There is something counterintuitive in the very idea of a prose immortality. Prose concerns itself with this world—with the mundane rather than the spiritual, with the temporal rather than the eternal. Indeed, prose is closely identified with the prosaic, a term that originally signified nothing other than this relation (“of or relating to prose”), but over time came to encompass the conditions and qualities with which prose itself was associated: the unexceptional, the commonplace, the everyday. Prose’s commitment to the local and the particular only seemed to deepen over the course of the late seventeenth and eighteenth centuries, driven by the rise of such genres as the novel, diary, and periodical paper, and by the advent of ever more detailed practices of textual description, which, as Cynthia Wall and others have demonstrated, may serve as an index of how and what a culture sees. Of course, there have always been critics who have questioned the costs of these developments. In the same essay where he stingingly calls the eighteenth century an “age of prose,” Matthew Arnold grants that while “a fit prose was a necessity,” it could not occur “without some touch of frost to the imaginative life of the soul.” For Arnold, it was self-evident that the eighteenth century’s embrace of prose entailed relinquishing [End Page 126] “higher” things. And for us, too, it may seem equally obvious that a turn to the prosaic, for better or worse, is a turn away from eternity.

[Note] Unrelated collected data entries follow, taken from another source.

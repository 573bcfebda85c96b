//! CLI entry point for the vigil file integrity monitor.
//!
//! This binary monitors a directory tree for unexpected content changes by
//! fingerprinting files and diffing against a persisted baseline.
//!
//! # Usage
//!
//! ```bash
//! vigil [OPTIONS] <COMMAND>
//!
//! # One scan cycle against the baseline, with a summary
//! vigil scan --root /etc --db /var/lib/vigil/etc.db
//!
//! # Continuous monitoring on the configured interval
//! vigil monitor --root /etc --recursive --interval 30
//!
//! # Dump the persisted baseline
//! vigil report --format json --output baseline.json
//! ```

#![deny(clippy::all)]
#![warn(missing_docs)]

use std::io::Write;
use std::sync::Arc;

use camino::Utf8PathBuf;
use clap::{Parser, Subcommand, ValueEnum};
use tokio_util::sync::CancellationToken;
use tracing::{debug, info};
use tracing_subscriber::{EnvFilter, fmt, layer::SubscriberExt, util::SubscriberInitExt};

use vigil_core::{Config, FileRecord, NullNotifier, ScanSummary};
use vigil_runner::ScanRunner;
use vigil_scanner::{ChannelNotifier, ScanReport, Scanner};
use vigil_store::StateStore;

// =============================================================================
// CLI ARGUMENT TYPES
// =============================================================================

/// File integrity monitor: detects content changes across scan cycles.
///
/// Fingerprints every regular file under the monitored root with SHA-256,
/// persists the digests, and reports files whose content changed since the
/// last scan.
#[derive(Parser)]
#[command(name = "vigil", version, about, long_about = None)]
#[command(propagate_version = true)]
struct Cli {
    /// Command to execute.
    #[command(subcommand)]
    command: Commands,

    /// Directory to monitor.
    #[arg(short, long, global = true, env = "VIGIL_ROOT")]
    root: Option<Utf8PathBuf>,

    /// Path to the baseline database.
    ///
    /// Defaults to `./vigil.db` if not specified.
    #[arg(long, global = true, env = "VIGIL_DB")]
    db: Option<Utf8PathBuf>,

    /// Path to a JSON configuration file.
    #[arg(short, long, global = true, env = "VIGIL_CONFIG")]
    config: Option<Utf8PathBuf>,

    /// Descend into subdirectories (recommended).
    #[arg(long, global = true)]
    recursive: bool,

    /// Enable verbose logging (debug level).
    #[arg(short, long, global = true)]
    verbose: bool,

    /// Disable colored output.
    #[arg(long, global = true)]
    no_color: bool,
}

/// Available subcommands.
#[derive(Subcommand)]
enum Commands {
    /// Run one scan cycle and display the summary.
    Scan {
        /// Show the per-file findings list.
        #[arg(short, long)]
        detailed: bool,
    },

    /// Monitor continuously on a fixed interval until interrupted.
    Monitor {
        /// Seconds between scan cycles (overrides configuration).
        #[arg(long)]
        interval: Option<u64>,
    },

    /// Dump the persisted baseline.
    Report {
        /// Output format.
        #[arg(short, long, value_enum, default_value_t = ReportFormat::Json)]
        format: ReportFormat,

        /// Output file (defaults to stdout).
        #[arg(short, long)]
        output: Option<Utf8PathBuf>,
    },
}

/// Report output format.
#[derive(Clone, Copy, ValueEnum)]
enum ReportFormat {
    /// JSON format.
    Json,
    /// CSV format.
    Csv,
}

// =============================================================================
// INITIALIZATION FUNCTIONS
// =============================================================================

/// Initializes the tracing subscriber for logging.
///
/// Respects the `RUST_LOG` environment variable if set. Otherwise, uses
/// `debug` level if `--verbose` is set, or `info` level by default.
///
/// # Arguments
///
/// * `verbose` - Enable debug-level logging
/// * `no_color` - Disable ANSI colors in output
fn init_tracing(verbose: bool, no_color: bool) {
    let filter = EnvFilter::try_from_default_env().unwrap_or_else(|_| {
        let level = if verbose { "debug" } else { "info" };
        EnvFilter::new(level)
    });

    // Check if colors should be disabled (flag or NO_COLOR env var)
    let use_ansi = !no_color && std::env::var("NO_COLOR").is_err();

    tracing_subscriber::registry()
        .with(fmt::layer().with_target(false).with_ansi(use_ansi))
        .with(filter)
        .init();
}

/// Builds a [`Config`] from the configuration file and CLI overrides.
///
/// # Errors
///
/// Returns an error if no root is configured, the root is unusable, or the
/// configuration file fails to load.
fn build_config(cli: &Cli) -> color_eyre::Result<Config> {
    let mut config = match &cli.config {
        Some(path) => Config::load(path)?,
        None => Config::default(),
    };

    if let Some(root) = &cli.root {
        config.scan.root_path.clone_from(root);
    }
    if let Some(db) = &cli.db {
        config.store.db_path.clone_from(db);
    }
    if cli.recursive {
        config.scan.recursive = true;
    }

    if config.scan.root_path.as_str().is_empty() {
        return Err(color_eyre::eyre::eyre!(
            "no directory to monitor; pass --root or set scan.root_path"
        ));
    }

    config.validate()?;
    Ok(config)
}

/// Opens the baseline store and builds a scanner over it.
fn create_scanner(
    config: &Config,
    notifier: Arc<dyn vigil_core::ChangeNotifier>,
) -> color_eyre::Result<(Arc<StateStore>, Scanner)> {
    let store = Arc::new(StateStore::open(&config.store.db_path)?);
    let scanner = Scanner::new(config.scan.clone(), Arc::clone(&store), notifier)?;
    Ok((store, scanner))
}

// =============================================================================
// COMMAND IMPLEMENTATIONS
// =============================================================================

/// Runs one scan cycle with summary output.
///
/// # Errors
///
/// Returns an error if the store cannot be opened or the scan aborts.
fn run_scan(config: &Config, detailed: bool) -> color_eyre::Result<()> {
    info!(root = %config.scan.root_path, "Starting scan");

    let (store, scanner) = create_scanner(config, Arc::new(NullNotifier))?;
    let report = scanner.scan(&CancellationToken::new())?;

    print_summary(&report.summary);

    if detailed {
        print_findings(&report);
    }

    // Print any errors encountered
    if !report.errors.is_empty() {
        let stderr = std::io::stderr();
        let mut handle = stderr.lock();
        writeln!(handle)?;
        writeln!(handle, "Errors ({}):", report.errors.len())?;
        for error in &report.errors {
            writeln!(handle, "  {error}")?;
        }
    }

    drop(scanner);
    close_store(store);
    Ok(())
}

/// Monitors continuously until SIGINT/SIGTERM.
///
/// Change events land on the notification channel and are echoed by a
/// delivery worker; a real deployment would hand them to email/webhook
/// transport instead.
///
/// # Errors
///
/// Returns an error if setup fails; scan failures inside the loop are
/// logged and retried on the next tick.
async fn run_monitor(mut config: Config, interval: Option<u64>) -> color_eyre::Result<()> {
    if let Some(secs) = interval {
        config.schedule.interval_secs = secs;
        config.schedule.validate()?;
    }

    info!(
        root = %config.scan.root_path,
        interval_secs = config.schedule.interval_secs,
        "Starting monitor"
    );

    let (notifier, mut changes) = ChannelNotifier::new(config.schedule.notify_buffer);
    let (store, scanner) = create_scanner(&config, Arc::new(notifier))?;

    // Stand-in delivery worker: echo each change event. The channel keeps
    // delivery out of the scan loop.
    let delivery = tokio::spawn(async move {
        while let Some(change) = changes.recv().await {
            let stdout = std::io::stdout();
            let mut handle = stdout.lock();
            let _ = writeln!(
                handle,
                "CHANGE {} {} -> {}",
                change.path, change.old_digest, change.new_digest
            );
        }
    });

    let runner = ScanRunner::new(scanner, config.schedule);

    wait_for_shutdown_signal().await?;

    runner.shutdown().await?;
    delivery.await?;
    close_store(store);
    Ok(())
}

/// Waits for SIGINT (and SIGTERM on unix).
async fn wait_for_shutdown_signal() -> color_eyre::Result<()> {
    #[cfg(unix)]
    {
        use tokio::signal::unix::{SignalKind, signal};

        let mut sigterm = signal(SignalKind::terminate())?;

        tokio::select! {
            result = tokio::signal::ctrl_c() => {
                result?;
                info!("Received SIGINT, shutting down");
            }
            _ = sigterm.recv() => {
                info!("Received SIGTERM, shutting down");
            }
        }
    }

    #[cfg(not(unix))]
    {
        tokio::signal::ctrl_c().await?;
        info!("Received interrupt, shutting down");
    }

    Ok(())
}

/// Dumps the persisted baseline in the specified format.
///
/// Does not scan; this reads whatever the last completed cycles recorded.
///
/// # Errors
///
/// Returns an error if the store cannot be read or the output written.
fn run_report(
    config: &Config,
    format: ReportFormat,
    output: Option<Utf8PathBuf>,
) -> color_eyre::Result<()> {
    info!(db = %config.store.db_path, "Generating report");

    let store = StateStore::open(&config.store.db_path)?;
    let records = store.all_records()?;

    let content = match format {
        ReportFormat::Json => generate_json_report(&records)?,
        ReportFormat::Csv => generate_csv_report(&records),
    };

    if let Some(output_path) = output {
        std::fs::write(output_path.as_std_path(), &content)?;
        info!(path = %output_path, "Report written");
    } else {
        let stdout = std::io::stdout();
        let mut handle = stdout.lock();
        write!(handle, "{content}")?;
    }

    store.close()?;
    Ok(())
}

// =============================================================================
// OUTPUT HELPERS
// =============================================================================

/// Prints a summary of one scan cycle.
fn print_summary(summary: &ScanSummary) {
    let stdout = std::io::stdout();
    let mut handle = stdout.lock();

    let _ = writeln!(handle);
    let _ = writeln!(handle, "File Integrity Summary");
    let _ = writeln!(handle, "======================");
    let _ = writeln!(handle);
    let _ = writeln!(handle, "Total files scanned: {}", summary.total);
    let _ = writeln!(
        handle,
        "  New:        {} (baseline established)",
        summary.new
    );
    let _ = writeln!(
        handle,
        "  Changed:    {} (content modified)",
        summary.changed
    );
    let _ = writeln!(handle, "  Unchanged:  {}", summary.unchanged);
    let _ = writeln!(handle, "  Errors:     {}", summary.errors);
}

/// Prints the per-file findings of one scan cycle.
fn print_findings(report: &ScanReport) {
    if report.findings.is_empty() {
        return;
    }

    let stdout = std::io::stdout();
    let mut handle = stdout.lock();

    let _ = writeln!(handle);
    let _ = writeln!(handle, "Findings ({}):", report.findings.len());
    for (path, classification) in &report.findings {
        let _ = writeln!(handle, "  {:9} {path}", classification.label());
    }
}

/// Generates a JSON report of the baseline.
fn generate_json_report(records: &[FileRecord]) -> color_eyre::Result<String> {
    #[derive(serde::Serialize)]
    struct Report<'a> {
        total: usize,
        records: &'a [FileRecord],
    }

    let report = Report {
        total: records.len(),
        records,
    };
    serde_json::to_string_pretty(&report)
        .map_err(|e| color_eyre::eyre::eyre!("Failed to serialize JSON: {}", e))
}

/// Generates a CSV report of the baseline.
fn generate_csv_report(records: &[FileRecord]) -> String {
    use std::fmt::Write;

    let mut output = String::from("path,digest,last_seen_at\n");

    for record in records {
        let escaped_path = escape_csv(record.path.as_str());

        // Use write! to avoid extra allocation from format!
        let _ = writeln!(
            output,
            "{escaped_path},{},{}",
            record.digest, record.last_seen_at
        );
    }

    output
}

/// Escapes a string for CSV output.
fn escape_csv(s: &str) -> String {
    if s.contains(',') || s.contains('"') || s.contains('\n') {
        format!("\"{}\"", s.replace('"', "\"\""))
    } else {
        s.to_owned()
    }
}

/// Closes the store if this was the last handle, surfacing nothing on the
/// happy path.
fn close_store(store: Arc<StateStore>) {
    match Arc::try_unwrap(store) {
        Ok(store) => {
            if let Err(e) = store.close() {
                debug!(error = %e, "Store did not close cleanly");
            }
        }
        Err(_) => debug!("Store handle still shared at shutdown"),
    }
}

// =============================================================================
// MAIN ENTRY POINT
// =============================================================================

/// Application entry point.
#[tokio::main]
async fn main() -> color_eyre::Result<()> {
    // 1. Install color-eyre FIRST (before any potential panics)
    color_eyre::install()?;

    // 2. Parse CLI arguments
    let cli = Cli::parse();

    // 3. Initialize tracing (handles --no-color for log output)
    init_tracing(cli.verbose, cli.no_color);

    // 4. Route to appropriate command
    match &cli.command {
        Commands::Scan { detailed } => {
            let config = build_config(&cli)?;
            run_scan(&config, *detailed)
        }
        Commands::Monitor { interval } => {
            let config = build_config(&cli)?;
            run_monitor(config, *interval).await
        }
        Commands::Report { format, output } => {
            let config = build_config(&cli)?;
            run_report(&config, *format, output.clone())
        }
    }
}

Jacob Sider Jost invites us to rethink this picture. His cogent and original book serves not only as a reminder of the period’s ongoing interest in everlastingness—in the senses of both literary immortality and spiritual eternity—it also locates prose at the heart of a new understanding of these concepts. Perhaps the clearest example of this can be seen in the century’s method of memorializing the dead, one that conceives the literary monument not as a “lapidary lyric tablet,” but as a “massive cairn of stones,” accumulative and circumstantial, which uses “documentary writing” to “preserve a particular individual in such detail that he or she is felt to survive beyond physical death” (3). “For the first time,” Sider Jost observes, writing “is imagined as a way of immortalizing . . . the rhythms and events of daily life” (2). While James Boswell’s Life of Johnson (1791) “epitomizes this paradigm,” Sider Jost shows the logic of prose immortality to be at work in eighteenth-century literary and religious culture more broadly, inscribed in an array of acts of preservation: of souls, persons, characters, reputations, time.

The opening chapters on Joseph Addison and Richard Steele’s The Spectator (1711–12) and Edward Young’s Night Thoughts (1742–45) lay out the book’s case for the intimate relation between daily time and what the eighteenth century called “futurity.” Covering considerable ground, they gloss the humanization of heaven, the Anglican emphasis on morality, the formal implications of periodicity, and the analogical links between literary immortality and spiritual eternity (the two work in concert for Addison and stand in some tension for Young). Sider Jost’s most important argument here concerns the “theology of time.” Like Benedict Anderson, Charles Taylor, and Stuart Sherman, Sider Jost holds modern time (what Walter Benjamin called “homogenous, empty time”) to be abstract, sequential, and chronometric. But his rather daring contribution to the discussion is to insist that eighteenth-century Britons fundamentally understood this “horizontal” time as stretching out into a limitless futurity, the daily flowing inexorably into the eternal. In fact, Sider Jost suggests that the flattening, standardizing logic of the new secular time actually worked to bring the eternal into closer proximity with the daily, placing the two on a smooth continuum, making the daily itself an increment of eternity. Locating Addison and Steele in the “vanguard” of these transformations, Sider Jost persuasively argues that The Spectator “reimagines the Christian afterlife not as a judgment, but as a continuation of life lived on earth” (22)—as “an extension to its logical conclusion of a...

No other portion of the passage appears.